Крень шатался на старой табуретке, и Марье стало жалко ее. "Как-никак, а все-таки вещь, на улице не валяется. А этот идол не иначе свергнет ее", - бормотала она на кухне, но Креню думать не мешала, потихоньку щепала лучину. Самовар наставила: "Какой ни на есть гость, а без чаю не спровадишь".

- Племяш-от где? - буркнул Михаил как в бочку, не глядя на Марью и не попрощавшись, ушел.

- У, турок бесчувственный, - пробормотала вослед Марья, забираясь на печь.

Ей и самой сразу расхотелось чаю.

Юлька очнулась утром. Открыла выгоревшие от жара глаза, прошелестела что-то слабым голосом, но и этого было достаточно Марье, чтобы она моментально подскочила к кровати.

- Ну-ко, хватит, голубушка, залеживаться, вишь, бока до плеши натерла.

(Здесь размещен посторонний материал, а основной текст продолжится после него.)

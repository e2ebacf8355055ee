//! The assembled booking engine.
//!
//! [`BookingEngine`] wires the command handlers, the outbox processor, and
//! the background worker onto one storage backend and one configuration. The
//! foreground commands run inside a unit-of-work retry loop so storage
//! contention is absorbed here rather than surfaced to callers; payment and
//! supplier calls each get their own circuit breaker so one failing provider
//! cannot block the other.

use std::sync::Arc;

use surebook_core::{Clock, PaymentGateway, ReservationCode, Storage};

use crate::circuit_breaker::{CircuitBreaker, CircuitBreakerConfig};
use crate::config::RuntimeConfig;
use crate::handlers::{
    CreateReservation, CreateReservationRequest, HandleProviderWebhook, HandlerError,
    PayReservation, PayReservationRequest, ProcessOutboxBookSupplier, ProcessOutcome, Reply,
    WebhookOutcome,
};
use crate::registry::SupplierRegistry;
use crate::uow::{RetryPolicy, run_unit_of_work};
use crate::worker::OutboxWorker;

/// Front door for reservation booking: commands in, outbox out.
pub struct BookingEngine {
    create: CreateReservation,
    pay: PayReservation,
    webhook: HandleProviderWebhook,
    process: Arc<ProcessOutboxBookSupplier>,
    storage: Arc<dyn Storage>,
    clock: Arc<dyn Clock>,
    config: RuntimeConfig,
    policy: RetryPolicy,
}

impl BookingEngine {
    /// Assembles an engine over one storage backend and one set of gateways.
    #[must_use]
    pub fn new(
        storage: Arc<dyn Storage>,
        payments: Arc<dyn PaymentGateway>,
        suppliers: Arc<SupplierRegistry>,
        clock: Arc<dyn Clock>,
        config: RuntimeConfig,
    ) -> Self {
        let breaker_config = CircuitBreakerConfig::builder()
            .failure_threshold(config.breaker.failure_threshold)
            .cooldown(config.breaker.cooldown())
            .build();
        let process = Arc::new(ProcessOutboxBookSupplier::new(
            Arc::clone(&storage),
            suppliers,
            CircuitBreaker::new(breaker_config.clone()),
            config.gateway.supplier_timeout(),
            Arc::clone(&clock),
            config.outbox.clone(),
        ));
        Self {
            create: CreateReservation::new(Arc::clone(&storage), Arc::clone(&clock)),
            pay: PayReservation::new(
                Arc::clone(&storage),
                Arc::clone(&payments),
                CircuitBreaker::new(breaker_config),
                config.gateway.payment_timeout(),
                Arc::clone(&clock),
            ),
            webhook: HandleProviderWebhook::new(
                Arc::clone(&storage),
                payments,
                Arc::clone(&clock),
            ),
            process,
            storage,
            clock,
            policy: RetryPolicy::new(config.uow.max_attempts, config.uow.base_delay()),
            config,
        }
    }

    /// Creates a PENDING/UNPAID reservation, idempotent per `client_key`.
    ///
    /// # Errors
    ///
    /// Validation, idempotency-conflict, or storage errors from the handler;
    /// contention has already been retried away by the time an error escapes.
    pub async fn create_reservation(
        &self,
        request: &CreateReservationRequest,
        client_key: &str,
    ) -> Result<Reply, HandlerError> {
        run_unit_of_work(
            self.policy,
            || self.create.execute(request, client_key),
            HandlerError::is_retryable,
        )
        .await
    }

    /// Captures payment for a reservation and enqueues the supplier booking.
    ///
    /// Safe to re-run: the capture carries a provider-side idempotency key
    /// derived from `client_key`, so a retried unit of work replays the
    /// provider's earlier decision instead of charging twice.
    ///
    /// # Errors
    ///
    /// Validation, not-found, capture-in-progress, declined, or
    /// provider-unavailable errors from the handler.
    pub async fn pay_reservation(
        &self,
        code: &ReservationCode,
        request: &PayReservationRequest,
        client_key: &str,
    ) -> Result<Reply, HandlerError> {
        run_unit_of_work(
            self.policy,
            || self.pay.execute(code, request, client_key),
            HandlerError::is_retryable,
        )
        .await
    }

    /// Applies a payment provider webhook, deduplicated by provider event id.
    ///
    /// # Errors
    ///
    /// Validation errors for unverifiable or unhandled payloads, not-found
    /// for unknown transactions, or storage errors.
    pub async fn handle_webhook(
        &self,
        payload: &[u8],
        signature: &str,
    ) -> Result<WebhookOutcome, HandlerError> {
        run_unit_of_work(
            self.policy,
            || self.webhook.execute(payload, signature),
            HandlerError::is_retryable,
        )
        .await
    }

    /// Claims and delivers one aggregate's pending supplier booking.
    ///
    /// Not wrapped in the unit-of-work retry: a processing failure leaves the
    /// event IN_PROGRESS under its claim lock, and lock expiry hands it to
    /// the next claimer.
    ///
    /// # Errors
    ///
    /// [`HandlerError::NoEventReady`] when nothing was claimable, or storage
    /// errors from mid-flight transactions.
    pub async fn process_outbox(
        &self,
        code: &ReservationCode,
        idem_key: &str,
        worker_id: &str,
    ) -> Result<ProcessOutcome, HandlerError> {
        self.process.execute(code, idem_key, worker_id).await
    }

    /// A background worker sharing this engine's processor and storage.
    #[must_use]
    pub fn worker(&self) -> OutboxWorker {
        OutboxWorker::new(
            Arc::clone(&self.storage),
            Arc::clone(&self.process),
            self.config.worker.clone(),
            self.config.outbox.clone(),
            Arc::clone(&self.clock),
        )
    }
}

#[cfg(test)]
#[allow(clippy::unwrap_used)]
mod tests {
    use super::*;
    use serde_json::json;
    use surebook_core::{ReservationStatus, ReservationStore};
    use surebook_testing::{
        MemoryStorage, MockPaymentGateway, MockSupplierGateway, test_clock,
    };

    fn engine(
        storage: Arc<MemoryStorage>,
        payments: Arc<MockPaymentGateway>,
        supplier: Arc<MockSupplierGateway>,
        config: RuntimeConfig,
    ) -> BookingEngine {
        BookingEngine::new(
            storage,
            payments,
            Arc::new(SupplierRegistry::default().with_default(supplier)),
            Arc::new(test_clock()),
            config,
        )
    }

    fn create_request() -> CreateReservationRequest {
        serde_json::from_value(json!({
            "supplier_id": "hertz",
            "country_code": "PT",
            "total_cents": 12_900,
            "currency": "EUR",
        }))
        .unwrap()
    }

    fn pay_request() -> PayReservationRequest {
        serde_json::from_value(json!({ "payment_method": "pm_card" })).unwrap()
    }

    #[tokio::test]
    async fn the_full_flow_confirms_through_the_facade() {
        let storage = MemoryStorage::shared();
        let engine = engine(
            Arc::clone(&storage),
            MockPaymentGateway::shared(),
            MockSupplierGateway::shared(),
            RuntimeConfig::default(),
        );

        let created = engine
            .create_reservation(&create_request(), "create-1")
            .await
            .unwrap();
        assert_eq!(created.status, 201);
        let code = ReservationCode::new(created.body["code"].as_str().unwrap());

        let paid = engine
            .pay_reservation(&code, &pay_request(), "pay-1")
            .await
            .unwrap();
        assert_eq!(paid.status, 200);

        let outcome = engine
            .process_outbox(&code, "evt-1", "worker-1")
            .await
            .unwrap();
        assert!(matches!(outcome, ProcessOutcome::Confirmed { .. }));

        let mut tx = storage.begin().await.unwrap();
        let reservation = tx.get_reservation(&code).await.unwrap().unwrap();
        assert_eq!(reservation.status, ReservationStatus::Confirmed);
        assert!(reservation.supplier_confirmation_code.is_some());
    }

    #[tokio::test]
    async fn the_worker_drains_what_the_handlers_enqueue() {
        let storage = MemoryStorage::shared();
        let engine = engine(
            Arc::clone(&storage),
            MockPaymentGateway::shared(),
            MockSupplierGateway::shared(),
            RuntimeConfig::default(),
        );

        for key in ["a", "b"] {
            let mut request = create_request();
            request.country_code = "ES".to_owned();
            let created = engine
                .create_reservation(&request, &format!("create-{key}"))
                .await
                .unwrap();
            let code = ReservationCode::new(created.body["code"].as_str().unwrap());
            engine
                .pay_reservation(&code, &pay_request(), &format!("pay-{key}"))
                .await
                .unwrap();
        }

        let worker = engine.worker();
        assert_eq!(worker.tick().await.unwrap(), 2);
        assert_eq!(worker.tick().await.unwrap(), 0);
    }

    #[tokio::test]
    async fn supplier_failures_leave_the_payment_circuit_closed() {
        let storage = MemoryStorage::shared();
        let payments = MockPaymentGateway::shared();
        let supplier = MockSupplierGateway::shared();
        let mut config = RuntimeConfig::default();
        config.breaker.failure_threshold = 1;
        let engine = engine(
            Arc::clone(&storage),
            Arc::clone(&payments),
            Arc::clone(&supplier),
            config,
        );

        // Trip the supplier breaker.
        let created = engine
            .create_reservation(&create_request(), "create-1")
            .await
            .unwrap();
        let code = ReservationCode::new(created.body["code"].as_str().unwrap());
        engine
            .pay_reservation(&code, &pay_request(), "pay-1")
            .await
            .unwrap();
        supplier.fail_with(surebook_core::GatewayError::Transport(
            "connection refused".to_owned(),
        ));
        let outcome = engine
            .process_outbox(&code, "evt-1", "worker-1")
            .await
            .unwrap();
        assert!(matches!(outcome, ProcessOutcome::Scheduled { .. }));

        // Payment still works: the breakers are independent.
        let second = engine
            .create_reservation(&create_request(), "create-2")
            .await
            .unwrap();
        let second_code = ReservationCode::new(second.body["code"].as_str().unwrap());
        let paid = engine
            .pay_reservation(&second_code, &pay_request(), "pay-2")
            .await
            .unwrap();
        assert_eq!(paid.status, 200);
    }

    #[tokio::test]
    async fn validation_errors_surface_unchanged() {
        let storage = MemoryStorage::shared();
        let engine = engine(
            storage,
            MockPaymentGateway::shared(),
            MockSupplierGateway::shared(),
            RuntimeConfig::default(),
        );

        let mut request = create_request();
        request.supplier_id = String::new();
        let err = engine
            .create_reservation(&request, "create-1")
            .await
            .unwrap_err();
        assert!(matches!(err, HandlerError::Validation(_)));
    }
}
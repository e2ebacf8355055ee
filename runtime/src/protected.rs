//! Protected external calls: timeout, one in-window retry, circuit breaker.
//!
//! Every gateway invocation goes through [`protected_call`], which composes,
//! innermost to outermost: an explicit timeout, a single immediate retry for
//! transport-class failures, and the circuit breaker. Each attempt counts
//! toward the breaker individually, so a retry against a dead service trips
//! the circuit twice as fast rather than hiding the second failure.
//!
//! This is orthogonal to the outbox's own backoff: the breaker protects
//! against rapid repeated failures within one attempt window, while outbox
//! retry spaces attempt windows across time.

use std::time::Duration;

use surebook_core::GatewayError;

use crate::circuit_breaker::{CircuitBreaker, CircuitBreakerError};

/// Invoke a gateway operation with timeout, retry, and breaker protection.
///
/// # Errors
///
/// `CircuitBreakerError::Open` when the breaker rejected the call without
/// attempting I/O; `CircuitBreakerError::Inner` with the gateway error from
/// the final attempt otherwise.
pub async fn protected_call<F, Fut, T>(
    breaker: &CircuitBreaker,
    timeout: Duration,
    mut operation: F,
) -> Result<T, CircuitBreakerError<GatewayError>>
where
    F: FnMut() -> Fut,
    Fut: std::future::Future<Output = Result<T, GatewayError>>,
{
    match one_attempt(breaker, timeout, &mut operation).await {
        Err(CircuitBreakerError::Inner(err)) if err.is_transient() => {
            tracing::warn!(error = %err, "Transient gateway failure, retrying in-window");
            one_attempt(breaker, timeout, &mut operation).await
        }
        other => other,
    }
}

async fn one_attempt<F, Fut, T>(
    breaker: &CircuitBreaker,
    timeout: Duration,
    operation: &mut F,
) -> Result<T, CircuitBreakerError<GatewayError>>
where
    F: FnMut() -> Fut,
    Fut: std::future::Future<Output = Result<T, GatewayError>>,
{
    breaker
        .call(|| async move {
            match tokio::time::timeout(timeout, operation()).await {
                Ok(result) => result,
                Err(_) => Err(GatewayError::Timeout(timeout)),
            }
        })
        .await
}

#[cfg(test)]
#[allow(clippy::unwrap_used)]
mod tests {
    use super::*;
    use crate::circuit_breaker::{CircuitBreakerConfig, State};
    use std::sync::Arc;
    use std::sync::atomic::{AtomicUsize, Ordering};

    fn breaker(threshold: usize) -> CircuitBreaker {
        CircuitBreaker::new(
            CircuitBreakerConfig::builder()
                .failure_threshold(threshold)
                .cooldown(Duration::from_secs(60))
                .build(),
        )
    }

    #[tokio::test]
    async fn success_passes_through() {
        let breaker = breaker(5);

        let result = protected_call(&breaker, Duration::from_secs(1), || async {
            Ok::<_, GatewayError>(42)
        })
        .await;

        assert_eq!(result.unwrap(), 42);
    }

    #[tokio::test]
    async fn slow_operations_time_out() {
        let breaker = breaker(5);

        let result = protected_call(&breaker, Duration::from_millis(10), || async {
            tokio::time::sleep(Duration::from_millis(100)).await;
            Ok::<_, GatewayError>(42)
        })
        .await;

        // Timeouts are transient, so both the attempt and its retry ran.
        assert!(matches!(
            result,
            Err(CircuitBreakerError::Inner(GatewayError::Timeout(_)))
        ));
        assert_eq!(breaker.metrics().total_failures, 2);
    }

    #[tokio::test]
    async fn transient_failure_is_retried_once() {
        let breaker = breaker(5);
        let calls = Arc::new(AtomicUsize::new(0));
        let counter = Arc::clone(&calls);

        let result = protected_call(&breaker, Duration::from_secs(1), || {
            let c = Arc::clone(&counter);
            async move {
                if c.fetch_add(1, Ordering::SeqCst) == 0 {
                    Err(GatewayError::Transport("connection reset".to_owned()))
                } else {
                    Ok(7)
                }
            }
        })
        .await;

        assert_eq!(result.unwrap(), 7);
        assert_eq!(calls.load(Ordering::SeqCst), 2);
    }

    #[tokio::test]
    async fn non_transient_failure_is_not_retried() {
        let breaker = breaker(5);
        let calls = Arc::new(AtomicUsize::new(0));
        let counter = Arc::clone(&calls);

        let result: Result<i32, _> =
            protected_call(&breaker, Duration::from_secs(1), || {
                let c = Arc::clone(&counter);
                async move {
                    c.fetch_add(1, Ordering::SeqCst);
                    Err(GatewayError::InvalidResponse("no confirmation".to_owned()))
                }
            })
            .await;

        assert!(matches!(
            result,
            Err(CircuitBreakerError::Inner(GatewayError::InvalidResponse(_)))
        ));
        assert_eq!(calls.load(Ordering::SeqCst), 1);
    }

    #[tokio::test]
    async fn every_attempt_counts_toward_the_breaker() {
        let breaker = breaker(2);

        let result: Result<i32, _> =
            protected_call(&breaker, Duration::from_secs(1), || async {
                Err(GatewayError::Transport("refused".to_owned()))
            })
            .await;

        assert!(result.is_err());
        assert_eq!(breaker.metrics().total_failures, 2);
        assert_eq!(breaker.state().await, State::Open);
    }

    #[tokio::test]
    async fn open_breaker_rejects_without_invoking_operation() {
        let breaker = breaker(1);
        // Trip it: one failure opens at threshold 1, the in-window retry is
        // already rejected.
        let _ = protected_call(&breaker, Duration::from_secs(1), || async {
            Err::<i32, _>(GatewayError::Transport("down".to_owned()))
        })
        .await;
        assert_eq!(breaker.state().await, State::Open);

        let calls = Arc::new(AtomicUsize::new(0));
        let counter = Arc::clone(&calls);

        let result = protected_call(&breaker, Duration::from_secs(1), || {
            let c = Arc::clone(&counter);
            async move {
                c.fetch_add(1, Ordering::SeqCst);
                Ok::<_, GatewayError>(42)
            }
        })
        .await;

        assert!(matches!(result, Err(CircuitBreakerError::Open)));
        assert_eq!(calls.load(Ordering::SeqCst), 0);
    }
}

Ну ладно-ладно, ты помолчи, - успокоила Юльку, заметив ее вопросительный взгляд. - Парамон пошел рыбки на варю сосмекать.

Юлька, видимо, отчетливо расслышала бабку, потому что глаза ее были понятливы и она даже согласно шевельнула головой. Но потом какая-то тайная сила закрыла глаза, тяжелые веки опустились, и видно было, как билась на левом виске тонкая паутинка. Пот пробивался сквозь кожу, и сразу легкая, едва уловимая краснина окрасила щеки, и зерна зубов уже свободнее глянули из-за ослабевших губ.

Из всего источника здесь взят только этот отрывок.